There ARE Invalids in the USSR!

By Michael Dougherty

team 2

As a kid with spina bifida, I was the Greatest Scorekeeper West of the Hudson. I made the “number-flip and sulk” into an art form. I mention this not to invite pity, but to admit my ambivalence about sports as it pertains to my own physical challenges. Yet, here I find myself on the sideline again, but this time the perspective has changed. I am an outsider among outsiders, as we gear up for Russia’s first Paralympic Games in Sochi.

So, there is no Soviet Union anymore and “invalid”, I hope, has reverted back to an adjective which only applies to my outdated parking placard. We’ve come a long way. Men and women with various physical and mental disabilities will come to compete and grin and bear the inevitable “oh so inspirational” millstone that gets hung around every disabled person’s neck in our everyday lives. At least, I go with that expectation. It’s a part of the disability experience. Still, history has born out since the first official Paralympic Games in 1960 that there’s nothing invalid about these athletes. They come ready to rock and they want your gold medals. All of them.
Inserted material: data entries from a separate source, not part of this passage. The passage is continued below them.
//! Tests for the `config` CLI command

use smrp_session::ClientConfig;

use super::CliEnv;
use crate::common::assert_contains;

#[tokio::test]
async fn test_config_show_defaults() {
    let env = CliEnv::new();
    let output = env.run_success(&["config"]).await;

    assert_contains(&output, "[connection]", "config show");
    assert_contains(&output, "ws://localhost:8000/ws", "config show");
    assert_contains(&output, "[reconnect]", "config show");
}

#[tokio::test]
async fn test_config_url_override_is_shown() {
    let env = CliEnv::new();
    let output = env
        .run_success(&["--url", "wss://smrp.example.org/ws", "config", "show"])
        .await;
    assert_contains(&output, "wss://smrp.example.org/ws", "config show with --url");
}

#[tokio::test]
async fn test_config_set_then_get() {
    let env = CliEnv::new();
    env.run_success(&["config", "set", "defaults.mode", "soft"]).await;
    env.run_success(&["config", "set", "reconnect.max_attempts", "3"]).await;

    let mode = env.run_success(&["config", "get", "defaults.mode"]).await;
    assert_eq!(mode.trim(), "soft");

    let saved = ClientConfig::load_from(&env.config_path()).unwrap();
    assert_eq!(saved.reconnect.max_attempts, 3);
}

#[tokio::test]
async fn test_config_set_rejects_invalid_value() {
    let env = CliEnv::new();
    let (code, stderr) = env
        .run_failure(&["config", "set", "defaults.temperature", "9.5"])
        .await;
    assert_eq!(code, Some(2));
    assert_contains(&stderr, "temperature", "invalid temperature");
}

#[tokio::test]
async fn test_invalid_url_exit_code() {
    let env = CliEnv::new();
    let (code, stderr) = env
        .run_failure(&["--url", "http://localhost:8000/ws", "config"])
        .await;
    assert_eq!(code, Some(2));
    assert_contains(&stderr, "ws or wss", "invalid url");
}

#[tokio::test]
async fn test_unparseable_config_file_exit_code() {
    let env = CliEnv::new();
    std::fs::write(env.config_path(), "[connection\n").unwrap();
    let (code, _) = env.run_failure(&["config"]).await;
    assert_eq!(code, Some(1));
}

#[tokio::test]
async fn test_config_reset() {
    let env = CliEnv::new();
    env.run_success(&["config", "set", "defaults.candidate_count", "9"]).await;
    env.run_success(&["config", "reset"]).await;

    let saved = ClientConfig::load_from(&env.config_path()).unwrap();
    assert_eq!(saved, ClientConfig::default());
    assert!(env.path().join("session.toml").exists());
}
Before we speculate about the courage and inspiration that will make the able-bodied (a phrase I loathe) swoon, it’s important – in fact, essential – to consider these athletes touch down in this country at a crucial time in Russian history. The title of this piece refers to a comment a Soviet official who, when pressed about the Paralympics possibly being held along with the 1980 Moscow Winter Olympic Games, replied to the contrary about the existence of said “invalids”. Now, I live in Los Angeles, the Passive-Aggressive Capital of the World, and reading that made my city’s disability carelessness seem downright welcoming. So, when President Putin announced the first ever Russian-hosted Paralympics, it struck me that, cynically, this was some kind of publicity stunt to make the Russian government, which has come under criticism from the world lately because of politically-sanctioned homophobia and its fallout of violence, in order that they appear teddy bear-ish. Fear of “otherness” governs this behavior and it’s easy to understand any unease that might come with participating in an event in a country that liked to pretend you didn’t exist, whether through institutionalization or exile. In other words, disability and Russian culture have not always been cozy bedfellows.

Yet there is a light in the dark, not because these “inspirational” people will magically appear “normal” to the watching world, but because maybe, just maybe, they’ll show that our achievements – the good we do for ourselves and the larger world by example – are what binds us in common humanity. Fear is a cheap currency and buys little beyond isolation and more fear and it is clear Russia wants to belong on the global stage. So, this moment is not about disability and how some small-minded people, disturbed by their own fragility reflected back at them, obscure the truth of us. Rather, this is about ability, not only to perform but to tear down stereotypes. This is about the power to sway hearts and minds toward greater understanding and vaulting forward from a troubled past into a brave new world. And it’s about demolishing your opponents and, one hopes, making them cry on national television.

No pressure, ladies and gentlemen. No pressure.